イケてる小型電子辞書、SII SR-G7001M

 SII(セイコーインスツル)から新型の電子辞書2機種が発表された。SR-G7001MSR-G6001Mですな。11月下旬発売なので、この記事が掲載される頃には発売されているかもしれない。

SIIのSR-G7001M。ポケットサイズの電子辞書で、豊富で専門的な英語コンテンツが特徴的。PC連携機能PASORAMAにも対応している。ほぼ同様の仕様で一般コンテンツを持つSR-G6001Mもある。両機種とも2009年11月下旬発売

 発表後、メーカーの製品紹介ページを見ていたら「むむ!!」とか思ったので、発売前のSR-G7001Mを借りて使ってみた。ら、かなりデキがイイっていうか実用的っていうか予約購入したくなる使用感だった。本体サイズ、表示や打鍵感などを含む使用感、PASORAMA機能の実用性など、どれも非常に好印象だったのだ。

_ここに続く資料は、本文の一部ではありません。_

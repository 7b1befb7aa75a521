use std::env;
use std::fmt;
use std::time::Duration;

pub const DEFAULT_API_BASE_URL: &str = "http://localhost:8080/api";
pub const DEFAULT_API_TIMEOUT_MS: u64 = 10_000;
pub const DEFAULT_POLL_INTERVAL_MS: u64 = 30_000;

/// Distinguishes runtime behavior for different stages of the client.
#[derive(Debug, Clone, Copy, PartialEq, Eq)]
pub enum AppEnvironment {
    Development,
    Test,
    Production,
}

impl AppEnvironment {
    fn from_str(value: &str) -> Self {
        match value.trim().to_ascii_lowercase().as_str() {
            "prod" | "production" => Self::Production,
            "test" | "ci" => Self::Test,
            _ => Self::Development,
        }
    }
}

/// Top-level configuration for the job portal client.
#[derive(Debug, Clone)]
pub struct AppConfig {
    pub environment: AppEnvironment,
    pub api: ApiConfig,
    pub polling: PollingConfig,
    pub telemetry: TelemetryConfig,
}

impl AppConfig {
    /// Load settings from the process environment, after applying any `.env` file.
    pub fn load() -> Result<Self, ConfigError> {
        dotenvy::dotenv().ok();

        let environment = AppEnvironment::from_str(
            &env::var("APP_ENV").unwrap_or_else(|_| "development".to_string()),
        );

        let base_url = env::var("JOB_PORTAL_API_BASE_URL")
            .unwrap_or_else(|_| DEFAULT_API_BASE_URL.to_string());
        let base_url = validate_base_url(base_url)?;

        let token = env::var("JOB_PORTAL_API_TOKEN")
            .ok()
            .map(|token| token.trim().to_string())
            .filter(|token| !token.is_empty());

        let timeout = read_millis("JOB_PORTAL_API_TIMEOUT_MS", DEFAULT_API_TIMEOUT_MS)
            .ok_or(ConfigError::InvalidTimeout)?;
        let interval = read_millis("JOB_PORTAL_POLL_INTERVAL_MS", DEFAULT_POLL_INTERVAL_MS)
            .ok_or(ConfigError::InvalidPollInterval)?;

        let log_level = env::var("APP_LOG_LEVEL").unwrap_or_else(|_| "info".to_string());

        Ok(Self {
            environment,
            api: ApiConfig {
                base_url,
                token,
                timeout,
            },
            polling: PollingConfig { interval },
            telemetry: TelemetryConfig { log_level },
        })
    }
}

/// Parses a positive millisecond count, returning `None` when set but invalid.
fn read_millis(key: &str, default: u64) -> Option<Duration> {
    let millis = match env::var(key) {
        Ok(raw) => raw.trim().parse::<u64>().ok()?,
        Err(_) => default,
    };
    (millis > 0).then(|| Duration::from_millis(millis))
}

/// Accepts http(s) URLs, trimming whitespace and trailing slashes.
pub fn validate_base_url(raw: String) -> Result<String, ConfigError> {
    let trimmed = raw.trim().trim_end_matches('/');
    if trimmed.starts_with("http://") || trimmed.starts_with("https://") {
        Ok(trimmed.to_string())
    } else {
        Err(ConfigError::InvalidBaseUrl { value: raw })
    }
}

/// Settings for the REST backend.
#[derive(Clone)]
pub struct ApiConfig {
    pub base_url: String,
    pub token: Option<String>,
    pub timeout: Duration,
}

impl Default for ApiConfig {
    fn default() -> Self {
        Self {
            base_url: DEFAULT_API_BASE_URL.to_string(),
            token: None,
            timeout: Duration::from_millis(DEFAULT_API_TIMEOUT_MS),
        }
    }
}

impl fmt::Debug for ApiConfig {
    fn fmt(&self, f: &mut fmt::Formatter<'_>) -> fmt::Result {
        f.debug_struct("ApiConfig")
            .field("base_url", &self.base_url)
            .field("token", &self.token.as_ref().map(|_| "<redacted>"))
            .field("timeout", &self.timeout)
            .finish()
    }
}

/// Cadence of application status polling.
#[derive(Debug, Clone)]
pub struct PollingConfig {
    pub interval: Duration,
}

/// Tracing controls.
#[derive(Debug, Clone)]
pub struct TelemetryConfig {
    pub log_level: String,
}

#[derive(Debug)]
pub enum ConfigError {
    InvalidBaseUrl { value: String },
    InvalidTimeout,
    InvalidPollInterval,
}

impl fmt::Display for ConfigError {
    fn fmt(&self, f: &mut fmt::Formatter<'_>) -> fmt::Result {
        match self {
            ConfigError::InvalidBaseUrl { value } => write!(
                f,
                "JOB_PORTAL_API_BASE_URL must be an http(s) URL, got '{}'",
                value
            ),
            ConfigError::InvalidTimeout => {
                write!(f, "JOB_PORTAL_API_TIMEOUT_MS must be a positive integer")
            }
            ConfigError::InvalidPollInterval => {
                write!(f, "JOB_PORTAL_POLL_INTERVAL_MS must be a positive integer")
            }
        }
    }
}

impl std::error::Error for ConfigError {}
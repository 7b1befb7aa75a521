use crate::config::TelemetryConfig;
use std::fmt;
use tracing_subscriber::filter::ParseError;
use tracing_subscriber::EnvFilter;

#[derive(Debug)]
pub enum TelemetryError {
    EnvFilter { value: String, source: ParseError },
    Subscriber(Box<dyn std::error::Error + Send + Sync>),
}

impl fmt::Display for TelemetryError {
    fn fmt(&self, f: &mut fmt::Formatter<'_>) -> fmt::Result {
        match self {
            TelemetryError::EnvFilter { value, .. } => {
                write!(f, "invalid log level/filter '{}'", value)
            }
            TelemetryError::Subscriber(err) => write!(f, "subscriber already installed: {err}"),
        }
    }
}

impl std::error::Error for TelemetryError {
    fn source(&self) -> Option<&(dyn std::error::Error + 'static)> {
        match self {
            TelemetryError::EnvFilter { source, .. } => Some(source),
            TelemetryError::Subscriber(err) => Some(&**err),
        }
    }
}

/// Build the filter from `RUST_LOG`, falling back to the configured level.
pub fn env_filter(config: &TelemetryConfig) -> Result<EnvFilter, TelemetryError> {
    match EnvFilter::try_from_default_env() {
        Ok(filter) => Ok(filter),
        Err(_) => EnvFilter::try_new(&config.log_level).map_err(|source| {
            TelemetryError::EnvFilter {
                value: config.log_level.clone(),
                source,
            }
        }),
    }
}

/// Install the global subscriber. Logs go to stderr so command output on stdout stays
/// machine readable.
pub fn init(config: &TelemetryConfig) -> Result<(), TelemetryError> {
    tracing_subscriber::fmt()
        .with_env_filter(env_filter(config)?)
        .with_writer(std::io::stderr)
        .with_target(false)
        .compact()
        .with_ansi(false)
        .try_init()
        .map_err(TelemetryError::Subscriber)
}
use std::time::Instant;

use async_trait::async_trait;
use reqwest::header::{HeaderMap, HeaderValue, AUTHORIZATION};
use reqwest::{Client, RequestBuilder, StatusCode};
use serde::de::DeserializeOwned;
use serde::Deserialize;
use tracing::debug;

use crate::applications::{
    Application, ApplicationDirectory, ApplicationId, ApplicationStatus, JobId, StatusUpdate,
};
use crate::config::ApiConfig;
use crate::error::ServiceError;
use crate::saved_jobs::{SavedJob, SavedJobsDirectory};

/// Envelope used by the saved-jobs and jobs endpoints.
#[derive(Debug, Deserialize)]
struct ApiEnvelope<T> {
    #[serde(default = "default_success")]
    success: bool,
    #[serde(default)]
    message: Option<String>,
    data: Option<T>,
}

fn default_success() -> bool {
    true
}

#[derive(Debug, Default, Deserialize)]
struct ErrorBody {
    #[serde(default)]
    error: Option<String>,
    #[serde(default)]
    message: Option<String>,
}

/// REST client for the job portal backend.
#[derive(Debug, Clone)]
pub struct HttpJobPortalClient {
    client: Client,
    base_url: String,
}

impl HttpJobPortalClient {
    pub fn new(config: &ApiConfig) -> Result<Self, ServiceError> {
        let mut headers = HeaderMap::new();
        if let Some(token) = config.token.as_deref() {
            let mut value = HeaderValue::from_str(&format!("Bearer {token}")).map_err(|_| {
                ServiceError::Transport("API token contains invalid header characters".to_string())
            })?;
            value.set_sensitive(true);
            headers.insert(AUTHORIZATION, value);
        }

        let client = Client::builder()
            .timeout(config.timeout)
            .default_headers(headers)
            .user_agent(format!("job-portal/{}", env!("CARGO_PKG_VERSION")))
            .build()
            .map_err(|err| ServiceError::Transport(err.to_string()))?;

        Ok(Self {
            client,
            base_url: config.base_url.trim_end_matches('/').to_string(),
        })
    }

    pub fn base_url(&self) -> &str {
        &self.base_url
    }

    fn url(&self, path: &str) -> String {
        format!("{}{}", self.base_url, path)
    }

    fn recruiter_request(&self, status: Option<ApplicationStatus>) -> RequestBuilder {
        let request = self.client.get(self.url("/applications/recruiter/applications"));
        match status {
            Some(status) => request.query(&[("status", status.code())]),
            None => request,
        }
    }

    async fn send(&self, request: RequestBuilder, resource: &str) -> Result<String, ServiceError> {
        let started = Instant::now();
        let response = request.send().await.map_err(|err| {
            debug!(
                resource,
                elapsed_ms = started.elapsed().as_millis() as u64,
                error = %err,
                "backend request failed"
            );
            ServiceError::Transport(err.to_string())
        })?;

        let status = response.status();
        let body = response
            .text()
            .await
            .map_err(|err| ServiceError::Transport(err.to_string()))?;
        debug!(
            resource,
            status = status.as_u16(),
            elapsed_ms = started.elapsed().as_millis() as u64,
            "backend request completed"
        );

        if status.is_success() {
            Ok(body)
        } else {
            Err(error_from_status(status, &body, resource))
        }
    }

    async fn send_json<T>(&self, request: RequestBuilder, resource: &str) -> Result<T, ServiceError>
    where
        T: DeserializeOwned,
    {
        let body = self.send(request, resource).await?;
        serde_json::from_str(&body).map_err(|err| ServiceError::Decode(err.to_string()))
    }

    async fn send_envelope<T>(
        &self,
        request: RequestBuilder,
        resource: &str,
    ) -> Result<Option<T>, ServiceError>
    where
        T: DeserializeOwned,
    {
        let envelope: ApiEnvelope<T> = self.send_json(request, resource).await?;
        if !envelope.success {
            return Err(ServiceError::Rejected {
                status: StatusCode::OK.as_u16(),
                reason: envelope
                    .message
                    .unwrap_or_else(|| format!("{resource} request was not successful")),
            });
        }
        Ok(envelope.data)
    }
}

/// Map a non-success response onto a [`ServiceError`], preferring the body's own message.
pub(crate) fn error_from_status(status: StatusCode, body: &str, resource: &str) -> ServiceError {
    let parsed: ErrorBody = serde_json::from_str(body).unwrap_or_default();
    let reason = parsed
        .error
        .or(parsed.message)
        .map(|reason| reason.trim().to_string())
        .filter(|reason| !reason.is_empty())
        .unwrap_or_else(|| {
            status
                .canonical_reason()
                .unwrap_or("request failed")
                .to_string()
        });

    match status {
        StatusCode::UNAUTHORIZED | StatusCode::FORBIDDEN => ServiceError::Unauthorized(reason),
        StatusCode::NOT_FOUND => ServiceError::NotFound {
            resource: resource.to_string(),
        },
        _ => ServiceError::Rejected {
            status: status.as_u16(),
            reason,
        },
    }
}

#[async_trait]
impl ApplicationDirectory for HttpJobPortalClient {
    async fn fetch_my_applications(&self) -> Result<Vec<Application>, ServiceError> {
        let request = self.client.get(self.url("/applications/my-applications"));
        self.send_json(request, "my applications").await
    }

    async fn fetch_recruiter_applications(
        &self,
        status: Option<ApplicationStatus>,
    ) -> Result<Vec<Application>, ServiceError> {
        let request = self.recruiter_request(status);
        self.send_json(request, "recruiter applications").await
    }

    async fn fetch_application(&self, id: ApplicationId) -> Result<Application, ServiceError> {
        let request = self.client.get(self.url(&format!("/applications/{id}")));
        self.send_json(request, &format!("application {id}")).await
    }

    async fn update_status(
        &self,
        id: ApplicationId,
        update: &StatusUpdate,
    ) -> Result<Application, ServiceError> {
        let request = self
            .client
            .put(self.url(&format!("/applications/{id}/status")))
            .json(update);
        self.send_json(request, &format!("application {id}")).await
    }

    async fn withdraw(&self, id: ApplicationId) -> Result<Application, ServiceError> {
        let request = self
            .client
            .put(self.url(&format!("/applications/{id}/withdraw")));
        self.send_json(request, &format!("application {id}")).await
    }
}

#[async_trait]
impl SavedJobsDirectory for HttpJobPortalClient {
    async fn list_saved_jobs(&self) -> Result<Vec<SavedJob>, ServiceError> {
        let request = self.client.get(self.url("/saved-jobs"));
        let jobs = self.send_envelope(request, "saved jobs").await?;
        Ok(jobs.unwrap_or_default())
    }

    async fn saved_jobs_count(&self) -> Result<u64, ServiceError> {
        let request = self.client.get(self.url("/saved-jobs/count"));
        let count = self.send_envelope(request, "saved jobs count").await?;
        Ok(count.unwrap_or(0))
    }

    async fn save_job(&self, job_id: JobId) -> Result<(), ServiceError> {
        let request = self.client.post(self.url(&format!("/jobs/{job_id}/save")));
        self.send_envelope::<serde_json::Value>(request, &format!("job {job_id}"))
            .await
            .map(|_| ())
    }

    async fn unsave_job(&self, job_id: JobId) -> Result<(), ServiceError> {
        let request = self
            .client
            .delete(self.url(&format!("/jobs/{job_id}/unsave")));
        self.send_envelope::<serde_json::Value>(request, &format!("saved job {job_id}"))
            .await
            .map(|_| ())
    }

    async fn apply_to_job(&self, job_id: JobId) -> Result<(), ServiceError> {
        let request = self.client.post(self.url(&format!("/jobs/{job_id}/apply")));
        self.send_envelope::<serde_json::Value>(request, &format!("job {job_id}"))
            .await
            .map(|_| ())
    }
}
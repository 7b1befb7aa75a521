use crate::applications::{PollError, StatusChangeError};
use crate::config::ConfigError;
use crate::telemetry::TelemetryError;
use std::fmt;

/// Failure reported by a backend directory (applications or saved jobs).
#[derive(Debug, Clone, PartialEq, Eq, thiserror::Error)]
pub enum ServiceError {
    #[error("backend unreachable: {0}")]
    Transport(String),
    #[error("not authorized: {0}")]
    Unauthorized(String),
    #[error("{resource} not found")]
    NotFound { resource: String },
    #[error("request rejected ({status}): {reason}")]
    Rejected { status: u16, reason: String },
    #[error("unexpected response payload: {0}")]
    Decode(String),
}

/// Top-level error surfaced by binaries built on this crate.
#[derive(Debug)]
pub enum AppError {
    Config(ConfigError),
    Telemetry(TelemetryError),
    Service(ServiceError),
    StatusChange(StatusChangeError),
    Poll(PollError),
    Io(std::io::Error),
}

impl fmt::Display for AppError {
    fn fmt(&self, f: &mut fmt::Formatter<'_>) -> fmt::Result {
        match self {
            AppError::Config(err) => write!(f, "configuration error: {}", err),
            AppError::Telemetry(err) => write!(f, "telemetry error: {}", err),
            AppError::Service(err) => write!(f, "service error: {}", err),
            AppError::StatusChange(err) => write!(f, "status change failed: {}", err),
            AppError::Poll(err) => write!(f, "polling error: {}", err),
            AppError::Io(err) => write!(f, "io error: {}", err),
        }
    }
}

impl std::error::Error for AppError {
    fn source(&self) -> Option<&(dyn std::error::Error + 'static)> {
        match self {
            AppError::Config(err) => Some(err),
            AppError::Telemetry(err) => Some(err),
            AppError::Service(err) => Some(err),
            AppError::StatusChange(err) => Some(err),
            AppError::Poll(err) => Some(err),
            AppError::Io(err) => Some(err),
        }
    }
}

impl From<ConfigError> for AppError {
    fn from(value: ConfigError) -> Self {
        Self::Config(value)
    }
}

impl From<TelemetryError> for AppError {
    fn from(value: TelemetryError) -> Self {
        Self::Telemetry(value)
    }
}

impl From<ServiceError> for AppError {
    fn from(value: ServiceError) -> Self {
        Self::Service(value)
    }
}

impl From<StatusChangeError> for AppError {
    fn from(value: StatusChangeError) -> Self {
        Self::StatusChange(value)
    }
}

impl From<PollError> for AppError {
    fn from(value: PollError) -> Self {
        Self::Poll(value)
    }
}

impl From<std::io::Error> for AppError {
    fn from(value: std::io::Error) -> Self {
        Self::Io(value)
    }
}
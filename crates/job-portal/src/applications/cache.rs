use std::collections::BTreeMap;
use std::sync::{Mutex, MutexGuard, PoisonError};

use super::domain::{Application, ApplicationId, StatusCounts};

/// Last known copy of each application. Backend responses always win over cached entries.
#[derive(Debug, Default)]
pub struct ApplicationCache {
    entries: Mutex<BTreeMap<ApplicationId, Application>>,
}

impl ApplicationCache {
    fn entries(&self) -> MutexGuard<'_, BTreeMap<ApplicationId, Application>> {
        self.entries.lock().unwrap_or_else(PoisonError::into_inner)
    }

    /// Replace the whole cache with a fresh snapshot.
    pub fn replace_all(&self, applications: &[Application]) {
        let mut entries = self.entries();
        entries.clear();
        entries.extend(
            applications
                .iter()
                .map(|application| (application.id, application.clone())),
        );
    }

    /// Store the backend's copy of a single application.
    pub fn reconcile(&self, application: Application) {
        self.entries().insert(application.id, application);
    }

    pub fn get(&self, id: ApplicationId) -> Option<Application> {
        self.entries().get(&id).cloned()
    }

    pub fn snapshot(&self) -> Vec<Application> {
        self.entries().values().cloned().collect()
    }

    pub fn len(&self) -> usize {
        self.entries().len()
    }

    pub fn is_empty(&self) -> bool {
        self.entries().is_empty()
    }

    pub fn statistics(&self) -> StatusCounts {
        StatusCounts::tally(self.entries().values())
    }
}
//! Client core for the job portal.
//!
//! The crate owns the application status rules recruiters and job seekers see, a polling
//! controller that keeps a user's applications fresh, and thin typed wrappers over the portal's
//! REST endpoints. Transport is delegated to `reqwest`.

pub mod applications;
pub mod client;
pub mod config;
pub mod error;
pub mod saved_jobs;
pub mod telemetry;

pub use applications::{
    Application, ApplicationDirectory, ApplicationId, ApplicationStatus,
    ApplicationStatusService, JobId, PollHandle, StatusPoller,
};
pub use client::HttpJobPortalClient;
pub use error::{AppError, ServiceError};
pub use saved_jobs::{SavedJobsDirectory, SavedJobsService};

 ちなみに、SR-G7001MやSR-G6001Mは、電子辞書として初の名刺ビューワ機能搭載機。もちろんこの機能が大きなウリとなっている。んだが、拙者には全然刺さらなかった。既に名刺データはPC上で管理しており、また、名刺~アドレスデータの管理/利用方法も使い慣れたスタイルのものがあったりする。ので、SR-G7001M上で敢えて名刺情報を使うという方向性にピンと来なかった。

 てなわけで、本稿にてSR-G7001MやSR-G6001Mの名刺ビューワー機能については触れていない。SR-G7001M名刺ビューワー機能を含む各種機能についてはPC Watchの『山口真弘の電子辞書最前線 第36回 セイコーインスツル「SR-G7001M」名刺データを取り込んで持ち歩けるコンパクトモデル』が詳しいので、そちらをご参照いただきたい。

携帯性も打鍵感もナイス!! でもキーが……

 SR-G7001Mは非常にコンパクトな電子辞書だ。ポケッタブルですな。このなかに計8種類の英和大辞典や英英辞典に加え、日常的に活用できる辞書などがた~くさん入っている。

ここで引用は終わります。